Mortgages are essentially bonds, and your mortgage is bundled with others to make bond offerings. Known as Mortgage Backed Securities (MBS), the interest you and others in your MBS offering goes to investors who purchase the bonds as a long term investment. Mortgage Backed Securities are issued by Fannie Mae and Freddie Mac for conventional loans and by Ginnie Mae for government mortgages.
Competing with MBS for similar investment income are U.S. Treasury debt offerings (bonds and Treasury bills), corporations, and municipalities. When there is trouble in the economy investors undergo what is known as a "flight to quality" wherein they leave the risk of stocks and invest in long term bonds--a safe haven for their investments.
As bonds become more favorable in a market cycle their prices go up, therefore their yields (interest rates) go down. Such has been the case recently with U.S. Treasury debt that is auctioned off to sustain our $3.5 trillion budget, give or take several billion. Part of the favorable reaction is in response to the Federal Reserve's government debt purchasing campaign, but much of the response is still coming from private, and foreign investors.
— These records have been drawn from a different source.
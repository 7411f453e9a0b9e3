//! Bulk review commands: approve, reject, clear.
//!
//! Each command runs per file concurrently. A file's steps are sequential
//! (read, transition, link, label) and its failure never rolls back or stops
//! other files. The caller gets one aggregated outcome and the progress
//! reporter gets exactly one notification per command. Cached reads are
//! invalidated once after every command, whether it fully succeeded or not.

use std::collections::HashSet;
use std::sync::Arc;

use serde::Serialize;

use crate::annotations::{AnnotationStatus, EventStatus, TaggedAnnotation, ApiStatus};
use crate::api::{fetch_tagged_annotations, ApiStatusUpdate, DiagramApi, EventStatusUpdate};
use crate::error::{ApiError, PipelineError};
use crate::labels::{derive_label, write_label, EnsuredLabels, FileLabel};
use crate::models::{FileId, ResourceType};
use crate::progress::{NoProgress, ProgressEvent, ProgressReporter};

/// Deletes are sent in batches of at most this many ids per source.
pub const DELETE_BATCH_SIZE: usize = 1000;

/// Cached read models a command may have made stale.
#[derive(Debug, Clone, Copy, PartialEq, Eq, Hash)]
pub enum CacheScope {
    Files,
    Labels,
    Events,
    AnnotationsForFile(FileId),
}

/// Hook into whatever caches reads of files, labels and annotations.
pub trait CacheInvalidator: Send + Sync {
    fn invalidate(&self, scopes: &[CacheScope]);
}

pub struct NoopInvalidator;

impl CacheInvalidator for NoopInvalidator {
    fn invalidate(&self, _scopes: &[CacheScope]) {}
}

#[derive(Debug, Clone, Copy, PartialEq, Eq, Serialize)]
#[serde(rename_all = "lowercase")]
pub enum ReviewCommand {
    Approve,
    Reject,
    Clear,
}

impl ReviewCommand {
    pub fn as_str(&self) -> &'static str {
        match self {
            ReviewCommand::Approve => "approve",
            ReviewCommand::Reject => "reject",
            ReviewCommand::Clear => "clear",
        }
    }

    fn past_tense(&self) -> &'static str {
        match self {
            ReviewCommand::Approve => "Approved",
            ReviewCommand::Reject => "Rejected",
            ReviewCommand::Clear => "Cleared",
        }
    }
}

/// Outcome for one file.
#[derive(Debug, Clone, PartialEq, Serialize)]
#[serde(rename_all = "camelCase")]
pub struct FileReview {
    pub file_id: FileId,
    /// Annotations whose status changed (or that were deleted, for clear).
    pub changed: usize,
    pub label: FileLabel,
}

#[derive(Debug, Clone, Serialize)]
#[serde(rename_all = "camelCase")]
pub struct ReviewReport {
    pub command: ReviewCommand,
    pub files: Vec<FileReview>,
    pub failures: Vec<(FileId, String)>,
}

/// Current label and link counts of one file, as derived from its annotations.
#[derive(Debug, Clone, PartialEq, Serialize)]
#[serde(rename_all = "camelCase")]
pub struct FileState {
    pub file_id: FileId,
    pub label: FileLabel,
    pub pending: usize,
    pub confirmed: usize,
    pub discarded: usize,
}

pub struct ReviewCommandProcessor {
    api: Arc<dyn DiagramApi>,
    checked_by: Option<String>,
    invalidator: Arc<dyn CacheInvalidator>,
    progress: Arc<dyn ProgressReporter>,
    ensured: EnsuredLabels,
}

impl ReviewCommandProcessor {
    pub fn new(api: Arc<dyn DiagramApi>) -> Self {
        Self {
            api,
            checked_by: None,
            invalidator: Arc::new(NoopInvalidator),
            progress: Arc::new(NoProgress),
            ensured: EnsuredLabels::default(),
        }
    }

    /// Recorded on legacy annotations a command transitions.
    pub fn checked_by(mut self, user: Option<String>) -> Self {
        self.checked_by = user;
        self
    }

    pub fn with_invalidator(mut self, invalidator: Arc<dyn CacheInvalidator>) -> Self {
        self.invalidator = invalidator;
        self
    }

    pub fn with_progress(mut self, progress: Arc<dyn ProgressReporter>) -> Self {
        self.progress = progress;
        self
    }

    /// `pending → confirmed`, then link confirmed assets onto the file.
    pub async fn approve(&self, file_ids: &[FileId]) -> Result<ReviewReport, PipelineError> {
        self.run(ReviewCommand::Approve, file_ids).await
    }

    /// `pending → discarded`.
    pub async fn reject(&self, file_ids: &[FileId]) -> Result<ReviewReport, PipelineError> {
        self.run(ReviewCommand::Reject, file_ids).await
    }

    /// Delete every annotation of the files and strip both labels.
    /// Irreversible, so it refuses to run unless `confirmed`.
    pub async fn clear(
        &self,
        file_ids: &[FileId],
        confirmed: bool,
    ) -> Result<ReviewReport, PipelineError> {
        if !confirmed {
            return Err(PipelineError::NotConfirmed("clear"));
        }
        self.run(ReviewCommand::Clear, file_ids).await
    }

    /// Read-only view of a file's derived state.
    pub async fn inspect(&self, file_id: FileId) -> Result<FileState, ApiError> {
        let annotations = fetch_tagged_annotations(self.api.as_ref(), file_id).await?;
        let count = |s: AnnotationStatus| annotations.iter().filter(|a| a.status() == s).count();
        Ok(FileState {
            file_id,
            label: derive_label(&annotations),
            pending: count(AnnotationStatus::Pending),
            confirmed: count(AnnotationStatus::Confirmed),
            discarded: count(AnnotationStatus::Discarded),
        })
    }

    async fn run(
        &self,
        command: ReviewCommand,
        file_ids: &[FileId],
    ) -> Result<ReviewReport, PipelineError> {
        let results = futures::future::join_all(
            file_ids.iter().map(|&id| self.process_file(command, id)),
        )
        .await;

        let mut report = ReviewReport {
            command,
            files: Vec::new(),
            failures: Vec::new(),
        };
        for (&file_id, result) in file_ids.iter().zip(results) {
            match result {
                Ok(done) => report.files.push(done),
                Err(e) => {
                    tracing::warn!(command = command.as_str(), file_id, error = %e, "review step failed");
                    report.failures.push((file_id, e.to_string()));
                }
            }
        }

        let mut scopes = vec![CacheScope::Files, CacheScope::Labels, CacheScope::Events];
        scopes.extend(file_ids.iter().map(|&id| CacheScope::AnnotationsForFile(id)));
        self.invalidator.invalidate(&scopes);

        if let Some((_, first)) = report.failures.first() {
            let err = PipelineError::ReviewCommand {
                command: command.as_str(),
                failed: report.failures.len(),
                total: file_ids.len(),
                message: first.clone(),
            };
            self.progress.report(ProgressEvent::Notification {
                success: false,
                message: err.to_string(),
            });
            return Err(err);
        }

        self.progress.report(ProgressEvent::Notification {
            success: true,
            message: format!("{} {} diagram(s)", command.past_tense(), report.files.len()),
        });
        Ok(report)
    }

    async fn process_file(
        &self,
        command: ReviewCommand,
        file_id: FileId,
    ) -> Result<FileReview, ApiError> {
        let annotations = fetch_tagged_annotations(self.api.as_ref(), file_id).await?;
        match command {
            ReviewCommand::Approve => {
                self.transition(file_id, annotations, AnnotationStatus::Confirmed)
                    .await
            }
            ReviewCommand::Reject => {
                self.transition(file_id, annotations, AnnotationStatus::Discarded)
                    .await
            }
            ReviewCommand::Clear => self.clear_file(file_id, annotations).await,
        }
    }

    async fn transition(
        &self,
        file_id: FileId,
        mut annotations: Vec<TaggedAnnotation>,
        to: AnnotationStatus,
    ) -> Result<FileReview, ApiError> {
        let mut events = Vec::new();
        let mut current = Vec::new();
        for a in annotations
            .iter_mut()
            .filter(|a| a.status() == AnnotationStatus::Pending)
        {
            match a {
                TaggedAnnotation::Events(e) => events.push(EventStatusUpdate {
                    annotation: e.clone(),
                    status: EventStatus::from_semantic(to),
                    checked_by: self.checked_by.clone(),
                }),
                TaggedAnnotation::Annotations(x) => current.push(ApiStatusUpdate {
                    id: x.id,
                    status: ApiStatus::from_semantic(to),
                }),
            }
            a.set_status(to);
        }

        if !events.is_empty() {
            self.api.update_event_status(&events).await?;
        }
        if !current.is_empty() {
            self.api.update_api_status(&current).await?;
        }

        if to == AnnotationStatus::Confirmed {
            let mut assets: Vec<u64> = annotations
                .iter()
                .filter(|a| {
                    a.status() == AnnotationStatus::Confirmed
                        && a.resource_type() == Some(ResourceType::Asset)
                })
                .filter_map(|a| a.resource_ref().and_then(|r| r.id))
                .collect();
            assets.sort_unstable();
            assets.dedup();
            if !assets.is_empty() {
                self.api.link_assets(file_id, &assets).await?;
            }
        }

        let label = derive_label(&annotations);
        write_label(self.api.as_ref(), &self.ensured, file_id, label).await?;
        Ok(FileReview {
            file_id,
            changed: events.len() + current.len(),
            label,
        })
    }

    async fn clear_file(
        &self,
        file_id: FileId,
        annotations: Vec<TaggedAnnotation>,
    ) -> Result<FileReview, ApiError> {
        let mut event_ids = Vec::new();
        let mut api_ids = Vec::new();
        for a in &annotations {
            match a {
                TaggedAnnotation::Events(e) => event_ids.push(e.id),
                TaggedAnnotation::Annotations(x) => api_ids.push(x.id),
            }
        }

        let mut first_error = None;
        let mut kept: HashSet<(bool, u64)> = HashSet::new();
        for batch in event_ids.chunks(DELETE_BATCH_SIZE) {
            if let Err(e) = self.api.delete_event_annotations(batch).await {
                kept.extend(batch.iter().map(|id| (true, *id)));
                first_error.get_or_insert(e);
            }
        }
        for batch in api_ids.chunks(DELETE_BATCH_SIZE) {
            if let Err(e) = self.api.delete_api_annotations(batch).await {
                kept.extend(batch.iter().map(|id| (false, *id)));
                first_error.get_or_insert(e);
            }
        }

        // Whatever a failed batch left behind still decides the label.
        let remaining: Vec<TaggedAnnotation> = annotations
            .iter()
            .filter(|a| kept.contains(&(matches!(a, TaggedAnnotation::Events(_)), a.id())))
            .cloned()
            .collect();
        let label = derive_label(&remaining);
        write_label(self.api.as_ref(), &self.ensured, file_id, label).await?;
        if let Some(e) = first_error {
            tracing::warn!(
                file_id,
                remaining = remaining.len(),
                label = label.as_str(),
                "clear left annotations behind"
            );
            return Err(e);
        }
        Ok(FileReview {
            file_id,
            changed: annotations.len(),
            label: FileLabel::NoTags,
        })
    }
}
Shrugging off Standard & Poor's rating warning earlier this week, Treasury auctions this week have gone well. Today the Treasury sold 5-Year bonds known as "TIPS" or Treasury Inflation Protected Securities. The auction sold very well and 39% of the buyers were "indirect" buyers, or foreign banks. This is up from prior sales meaning that foreign banks are looking for a flight to the quality of U.S. Treasuries.
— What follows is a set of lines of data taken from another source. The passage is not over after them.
//! Dual-source annotation model.
//!
//! Diagrams may carry annotations from two overlapping stores: legacy
//! annotations kept as events ([`EventAnnotation`]) and annotations from the
//! current annotations API ([`ApiAnnotation`]). Both use their own status
//! vocabulary. [`TaggedAnnotation`] wraps either one behind an explicit
//! discriminator and every piece of business logic reads it through
//! [`TaggedAnnotation::status`], which normalizes into [`AnnotationStatus`].
//! The raw variants are only inspected at the persistence boundary.

use std::collections::HashMap;

use serde::{Deserialize, Serialize};

use crate::error::ApiError;
use crate::models::{BoundingBox, FileId, ResourceType};

/// Semantic status shared by both annotation sources.
#[derive(Debug, Clone, Copy, PartialEq, Eq, Hash, Serialize, Deserialize)]
#[serde(rename_all = "lowercase")]
pub enum AnnotationStatus {
    Pending,
    Confirmed,
    Discarded,
}

// ============ Legacy (event) annotations ============

#[derive(Debug, Clone, Copy, PartialEq, Eq, Serialize, Deserialize)]
#[serde(rename_all = "lowercase")]
pub enum EventStatus {
    Unhandled,
    Verified,
    Deleted,
}

impl EventStatus {
    pub fn as_str(&self) -> &'static str {
        match self {
            EventStatus::Unhandled => "unhandled",
            EventStatus::Verified => "verified",
            EventStatus::Deleted => "deleted",
        }
    }

    pub fn parse(s: &str) -> Option<Self> {
        match s {
            "unhandled" => Some(EventStatus::Unhandled),
            "verified" => Some(EventStatus::Verified),
            "deleted" => Some(EventStatus::Deleted),
            _ => None,
        }
    }

    pub fn from_semantic(status: AnnotationStatus) -> Self {
        match status {
            AnnotationStatus::Pending => EventStatus::Unhandled,
            AnnotationStatus::Confirmed => EventStatus::Verified,
            AnnotationStatus::Discarded => EventStatus::Deleted,
        }
    }
}

/// Metadata keys under which legacy annotations are stored on events.
pub mod event_keys {
    pub const EVENT_TYPE: &str = "cognite_annotation";
    pub const FILE_ID: &str = "CDF_ANNOTATION_file_id";
    pub const STATUS: &str = "CDF_ANNOTATION_status";
    pub const RESOURCE_TYPE: &str = "CDF_ANNOTATION_resource_type";
    pub const RESOURCE_ID: &str = "CDF_ANNOTATION_resource_id";
    pub const RESOURCE_EXTERNAL_ID: &str = "CDF_ANNOTATION_resource_external_id";
    pub const BOX: &str = "CDF_ANNOTATION_box";
    pub const PAGE: &str = "CDF_ANNOTATION_page";
    pub const LABEL: &str = "CDF_ANNOTATION_label";
    pub const CHECKED_BY: &str = "CDF_ANNOTATION_checked_by";
}

/// Raw event record as returned by the event store.
#[derive(Debug, Clone, Default, Deserialize, Serialize)]
#[serde(rename_all = "camelCase")]
pub struct RawEvent {
    pub id: u64,
    #[serde(default, rename = "type")]
    pub event_type: Option<String>,
    #[serde(default)]
    pub description: Option<String>,
    #[serde(default)]
    pub metadata: HashMap<String, String>,
}

#[derive(Debug, Clone, PartialEq, Serialize, Deserialize)]
#[serde(rename_all = "camelCase")]
pub struct EventAnnotation {
    pub id: u64,
    pub file_id: FileId,
    pub status: EventStatus,
    pub resource_type: Option<ResourceType>,
    pub resource_id: Option<u64>,
    pub resource_external_id: Option<String>,
    pub label: String,
    #[serde(rename = "box")]
    pub bounding_box: BoundingBox,
    pub page: u32,
}

impl EventAnnotation {
    /// Decode an annotation event. Events that are not annotations, or whose
    /// status is unknown, are rejected.
    pub fn from_event(event: &RawEvent) -> Result<Self, ApiError> {
        use event_keys::*;

        if event.event_type.as_deref() != Some(EVENT_TYPE) {
            return Err(ApiError::Decode(format!(
                "event {} is not an annotation",
                event.id
            )));
        }
        let meta = &event.metadata;
        let file_id = meta
            .get(FILE_ID)
            .and_then(|v| v.parse::<u64>().ok())
            .ok_or_else(|| ApiError::Decode(format!("event {} has no file id", event.id)))?;
        let status = meta
            .get(STATUS)
            .and_then(|s| EventStatus::parse(s))
            .ok_or_else(|| ApiError::Decode(format!("event {} has no valid status", event.id)))?;
        let resource_type = match meta.get(RESOURCE_TYPE).map(String::as_str) {
            Some("asset") => Some(ResourceType::Asset),
            Some("file") => Some(ResourceType::File),
            _ => None,
        };
        let bounding_box = meta
            .get(BOX)
            .and_then(|b| serde_json::from_str::<BoundingBox>(b).ok())
            .unwrap_or_default();

        Ok(Self {
            id: event.id,
            file_id,
            status,
            resource_type,
            resource_id: meta.get(RESOURCE_ID).and_then(|v| v.parse().ok()),
            resource_external_id: meta.get(RESOURCE_EXTERNAL_ID).cloned(),
            label: meta
                .get(LABEL)
                .cloned()
                .or_else(|| event.description.clone())
                .unwrap_or_default(),
            bounding_box,
            page: meta.get(PAGE).and_then(|p| p.parse().ok()).unwrap_or(1),
        })
    }

    pub fn to_event(&self) -> RawEvent {
        use event_keys::*;

        let mut metadata = HashMap::new();
        metadata.insert(FILE_ID.to_string(), self.file_id.to_string());
        metadata.insert(STATUS.to_string(), self.status.as_str().to_string());
        if let Some(rt) = self.resource_type {
            metadata.insert(RESOURCE_TYPE.to_string(), rt.as_str().to_string());
        }
        if let Some(id) = self.resource_id {
            metadata.insert(RESOURCE_ID.to_string(), id.to_string());
        }
        if let Some(ext) = &self.resource_external_id {
            metadata.insert(RESOURCE_EXTERNAL_ID.to_string(), ext.clone());
        }
        metadata.insert(
            BOX.to_string(),
            serde_json::to_string(&self.bounding_box).unwrap_or_default(),
        );
        metadata.insert(PAGE.to_string(), self.page.to_string());
        metadata.insert(LABEL.to_string(), self.label.clone());
        RawEvent {
            id: self.id,
            event_type: Some(EVENT_TYPE.to_string()),
            description: Some(self.label.clone()),
            metadata,
        }
    }
}

// ============ Annotations API ============

#[derive(Debug, Clone, Copy, PartialEq, Eq, Serialize, Deserialize)]
#[serde(rename_all = "lowercase")]
pub enum ApiStatus {
    Suggested,
    Approved,
    Rejected,
}

impl ApiStatus {
    pub fn from_semantic(status: AnnotationStatus) -> Self {
        match status {
            AnnotationStatus::Pending => ApiStatus::Suggested,
            AnnotationStatus::Confirmed => ApiStatus::Approved,
            AnnotationStatus::Discarded => ApiStatus::Rejected,
        }
    }
}

#[derive(Debug, Clone, Copy, PartialEq, Eq, Serialize, Deserialize)]
pub enum ApiAnnotationType {
    #[serde(rename = "diagrams.AssetLink")]
    AssetLink,
    #[serde(rename = "diagrams.FileLink")]
    FileLink,
    #[serde(rename = "diagrams.UnhandledTextObject")]
    UnhandledTextObject,
}

/// Reference to a linked asset or file, by id and/or external id.
#[derive(Debug, Clone, Default, PartialEq, Eq, Hash, Serialize, Deserialize)]
#[serde(rename_all = "camelCase")]
pub struct ResourceRef {
    #[serde(default, skip_serializing_if = "Option::is_none")]
    pub id: Option<u64>,
    #[serde(default, skip_serializing_if = "Option::is_none")]
    pub external_id: Option<String>,
}

impl ResourceRef {
    pub fn is_set(&self) -> bool {
        self.id.is_some() || self.external_id.is_some()
    }

    /// Two refs match when they share an id, or (lacking ids) an external id.
    pub fn matches(&self, other: &ResourceRef) -> bool {
        match (self.id, other.id) {
            (Some(a), Some(b)) => a == b,
            _ => match (&self.external_id, &other.external_id) {
                (Some(a), Some(b)) => a == b,
                _ => false,
            },
        }
    }
}

#[derive(Debug, Clone, PartialEq, Serialize, Deserialize)]
#[serde(rename_all = "camelCase")]
pub struct ApiAnnotationData {
    #[serde(default)]
    pub text: String,
    pub text_region: BoundingBox,
    #[serde(default, skip_serializing_if = "Option::is_none")]
    pub page_number: Option<u32>,
    #[serde(default, skip_serializing_if = "Option::is_none")]
    pub asset_ref: Option<ResourceRef>,
    #[serde(default, skip_serializing_if = "Option::is_none")]
    pub file_ref: Option<ResourceRef>,
}

#[derive(Debug, Clone, PartialEq, Serialize, Deserialize)]
#[serde(rename_all = "camelCase")]
pub struct ApiAnnotation {
    pub id: u64,
    pub annotated_resource_id: FileId,
    pub annotation_type: ApiAnnotationType,
    pub status: ApiStatus,
    #[serde(default)]
    pub creating_app: String,
    pub data: ApiAnnotationData,
}

/// A new annotation to persist through the annotations API.
#[derive(Debug, Clone, PartialEq, Serialize)]
#[serde(rename_all = "camelCase")]
pub struct AnnotationCreate {
    pub annotation_type: ApiAnnotationType,
    pub annotated_resource_type: &'static str,
    pub annotated_resource_id: FileId,
    pub status: ApiStatus,
    pub creating_app: String,
    pub creating_app_version: String,
    pub creating_user: Option<String>,
    pub data: ApiAnnotationData,
}

impl AnnotationCreate {
    pub fn resource_type(&self) -> Option<ResourceType> {
        match self.annotation_type {
            ApiAnnotationType::AssetLink => Some(ResourceType::Asset),
            ApiAnnotationType::FileLink => Some(ResourceType::File),
            ApiAnnotationType::UnhandledTextObject => None,
        }
    }
}

// ============ Tagged union ============

#[derive(Debug, Clone, PartialEq, Serialize, Deserialize)]
#[serde(tag = "source", content = "annotation", rename_all = "lowercase")]
pub enum TaggedAnnotation {
    Events(EventAnnotation),
    Annotations(ApiAnnotation),
}

impl TaggedAnnotation {
    pub fn id(&self) -> u64 {
        match self {
            TaggedAnnotation::Events(a) => a.id,
            TaggedAnnotation::Annotations(a) => a.id,
        }
    }

    pub fn status(&self) -> AnnotationStatus {
        match self {
            TaggedAnnotation::Events(a) => match a.status {
                EventStatus::Unhandled => AnnotationStatus::Pending,
                EventStatus::Verified => AnnotationStatus::Confirmed,
                EventStatus::Deleted => AnnotationStatus::Discarded,
            },
            TaggedAnnotation::Annotations(a) => match a.status {
                ApiStatus::Suggested => AnnotationStatus::Pending,
                ApiStatus::Approved => AnnotationStatus::Confirmed,
                ApiStatus::Rejected => AnnotationStatus::Discarded,
            },
        }
    }

    /// Rewrite the status in the source's own vocabulary.
    pub fn set_status(&mut self, status: AnnotationStatus) {
        match self {
            TaggedAnnotation::Events(a) => a.status = EventStatus::from_semantic(status),
            TaggedAnnotation::Annotations(a) => a.status = ApiStatus::from_semantic(status),
        }
    }

    pub fn resource_type(&self) -> Option<ResourceType> {
        match self {
            TaggedAnnotation::Events(a) => a.resource_type,
            TaggedAnnotation::Annotations(a) => match a.annotation_type {
                ApiAnnotationType::AssetLink => Some(ResourceType::Asset),
                ApiAnnotationType::FileLink => Some(ResourceType::File),
                ApiAnnotationType::UnhandledTextObject => None,
            },
        }
    }

    pub fn resource_ref(&self) -> Option<ResourceRef> {
        match self {
            TaggedAnnotation::Events(a) => {
                let r = ResourceRef {
                    id: a.resource_id,
                    external_id: a.resource_external_id.clone(),
                };
                r.is_set().then_some(r)
            }
            TaggedAnnotation::Annotations(a) => match a.annotation_type {
                ApiAnnotationType::AssetLink => a.data.asset_ref.clone(),
                ApiAnnotationType::FileLink => a.data.file_ref.clone(),
                ApiAnnotationType::UnhandledTextObject => None,
            },
        }
    }

    pub fn bounding_box(&self) -> BoundingBox {
        match self {
            TaggedAnnotation::Events(a) => a.bounding_box,
            TaggedAnnotation::Annotations(a) => a.data.text_region,
        }
    }

    pub fn page(&self) -> u32 {
        match self {
            TaggedAnnotation::Events(a) => a.page,
            TaggedAnnotation::Annotations(a) => a.data.page_number.unwrap_or(1),
        }
    }

    /// Whether this annotation already covers the same link at the same place.
    pub fn covers(
        &self,
        resource_type: ResourceType,
        target: &ResourceRef,
        region: &BoundingBox,
        page: u32,
    ) -> bool {
        self.status() != AnnotationStatus::Discarded
            && self.resource_type() == Some(resource_type)
            && self.resource_ref().is_some_and(|r| r.matches(target))
            && self.page() == page
            && self.bounding_box().approx_eq(region)
    }
}

/// Link tallies over a set of annotations, as `(file_links, asset_links)`.
pub fn count_links(annotations: &[TaggedAnnotation]) -> (usize, usize) {
    annotations
        .iter()
        .fold((0, 0), |(files, assets), a| match a.resource_type() {
            Some(ResourceType::File) => (files + 1, assets),
            Some(ResourceType::Asset) => (files, assets + 1),
            None => (files, assets),
        })
}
What made this auction interesting however, beyond the higher prices and therefore lower interests that resulted, was that the actual yield of the TIPS was negative. Yes, technically by purchasing the security you pay the U.S. Treasury for the opportunity to keep your money for five years as the yield was -0.18%. For every $100,000 in bonds bought the investor owes the Treasury $180, or at the end of five years the payoff on the bond would be $99,100. This seems like a great deal for U.S. taxpayers who need to payoff an enormous federal debt.
But not really given the structure of the TIPS bonds. Inflation protected means that investors in the securities are betting that inflation over the next five years will be greater than the 2.11% currently offered on 5-Year Treasuries. If inflation is greater than investors will be paid a higher amount of return as the yield is adjusted for inflation. Maybe not such a great deal for the U.S. taxpayers.
Essentially the heavy buying on the 5-year TIPS means investors feel inflation will increase and get paid by the U.S. Treasury because of the inflation that is being created by the Fed as it tries to prop up the economy and keep interest rates low, including the rates paid by the Treasury for the money it borrows.
It seems like a government Ponzi scheme. The Fed pumps excess money into the economy and buys U.S. debt (QE2, or Quantitative Easing). The excess money is inflationary and causes prices to rise. The Treasury issues securities that pay more if inflation rises. Because one segment of the government is causing inflation and buying debt from another portion of the government, the portion of the government that issues debt is guaranteeing investors higher payout for the debt as a result of the inflation created by the other portion of the government that is allowing the debt to be issued by purchasing it. Confused? The U.S. taxpayer won't in 2016 when faced with the interest and principal due payments.
What it amounts to is that a portion of our current $14.5 trillion debt is being financed with yields guaranteed to increase, thereby increasing future debt to pay the current debt, due to inflation that is in part created by the spending causing the $14.5 trillion debt.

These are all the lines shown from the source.